All quiet on the quantum front

January 19, 2001

Heard the one about the lab with a black hole? Caroline Davis reports on the latest in wave physics.

Nothing can escape a black hole. Its gravitational pull is so strong that all matter and energy, including light, is swallowed for ever. They are not the kind of thing you would want on your desk. But two theoretical physicists in Scotland and Sweden hope to do just that.

Ulf Leonhardt, professor of theoretical physics at St Andrews University, and his student Paul Piwnicki, based at the Royal Institute of Technology in Stockholm, believe that they will have black holes on a laboratory benchtop within four years.

Fortunately, what the scientists envisage will have the most refined and slender of appetites. For Leonhardt and Piwnicki aim to create artificial sonic and optical black holes that suck in only sound or light of particular wavelengths. The project will mimic a critical property of astronomical black holes: travel beyond a critical point, known as the event horizon, and you can never get out.

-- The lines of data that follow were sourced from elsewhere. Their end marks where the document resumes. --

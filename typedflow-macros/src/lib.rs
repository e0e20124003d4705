//! Procedural macros for typedflow
//!
//! Both attributes check shape at compile time and hand the item back
//! unchanged. `typedflow generate` relies on the same rules when it reads
//! the source file, so a registry that compiles also generates.

use proc_macro::TokenStream;

mod registry;
mod workflow;

/// Mark the static or const that lists a crate's workflows
///
/// # Example
///
/// ```rust,ignore
/// #[workflow_registry]
/// pub static WORKFLOWS: &[Workflow] = &[
///     Workflow { name: "sayHello", description: "Greets someone", func: &hello_workflow },
/// ];
/// ```
///
/// The item must be a `static` or `const` of type `&[T]` or `[T; N]`
/// initialized with an array literal.
#[proc_macro_attribute]
pub fn workflow_registry(attr: TokenStream, input: TokenStream) -> TokenStream {
    registry::workflow_registry_impl(attr.into(), input.into()).into()
}

/// Check that a function has the workflow shape
///
/// A workflow function is `async`, takes exactly two parameters (the
/// `WorkflowContext` and one input) and returns `Result<T, E>`.
///
/// ```rust,ignore
/// #[workflow]
/// pub async fn hello_workflow(ctx: WorkflowContext, name: String) -> Result<Response, FrameworkError> {
///     Ok(Response { res: format!("hello: {}", name) })
/// }
/// ```
#[proc_macro_attribute]
pub fn workflow(attr: TokenStream, input: TokenStream) -> TokenStream {
    workflow::workflow_impl(attr.into(), input.into()).into()
}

Leonhardt was inspired by the work of Sir Michael Berry, Royal Society research professor at Bristol University. Berry was looking at waves in swirling fluids and found that a vortex, such as water going down a plughole, could produce the equivalent of a quantum phenomenon known as the Aharonov-Bohm effect. Leonhardt realised this idea could be used in the creation of an artificial black hole.

A helpful analogy is to imagine a salmon swimming in a rapid stream flowing towards a waterfall. As it approaches the waterfall, the fish reaches a point where the flow of the water is faster than it can swim, and from this point on - as if it had passed the waterfall's event horizon - it is doomed. Sound waves in fluids obey the same mathematical laws as light in gravitational fields. Leonhardt reasoned that when the flow of the fluid reaches supersonic levels, a sonic black hole is formed.

Fundamental to his plans is a recently discovered state of matter, a Bose-Einstein condensate. This is a tiny droplet of just a few million atoms, cooled almost to absolute zero (about -3C), in which all the atoms are in the same quantum state and the substance has zero viscosity. Its unique properties make it perfect for Leonhardt's scheme.

He plans to load a Bose-Einstein condensate of the metal rubidium into a ring, accelerate it and then force it through a constriction. At this point, its velocity will exceed the speed of sound and so, in theory, phonons (sound packets) will be unable to escape - thus creating a sonic black hole.

One problem is that the wave will be difficult to distinguish from the medium it travels in. Light waves are far more distinct and so would seem a more promising subject.

However, optical black holes would involve accelerating a fluid to the speed of light (300,000m/s in a vacuum as opposed to the speed of sound at 330m/s in dry air). While a new technique developed in the United States has been able to slow light to 50cm a second in an ultracold gas, Leonhardt calculates this would need to fall to 1cm a second to successfully make an optical black hole. The artificial black holes could be observed by the evaporation of the Bose-Einstein condensate, which Leonhardt believes would be the equivalent to the Hawking radiation emitted by astronomical black holes.

Leonhardt predicts that his artificial variety will model gravitational black holes in space. This will allow physicists to translate between microscopic quantum effects, observable on earth, and the macroscopic effects of general relativity. He believes this could eventually lead to the holy grail of a successful theory of quantum gravity.

However, Berry himself is more cautious: "All analogies in physics are helpful, but they have their limits. It has to capture the essence of real black holes. I think it is pushing it to say it will show the quantising of gravity." He is also concerned at the amount of technology needed to slow down light waves.

Leonhardt was due to present his work at the Royal Institution in London today. His theories will be voiced alongside those of Neil Turok, professor of mathematical physics at Cambridge University, who will talk about real black holes. This discussion may test how strong the analogy is.

The meeting could be crucial to the Engineering and Physical Sciences Research Council's decision on whether to fund the work. Despite his reservations, Berry believes that it would be wrong to dismiss Leonhardt's research. "Any work on waves is interesting," he said. "It is a new area of classical wave physics, as worthy as any other classical physics."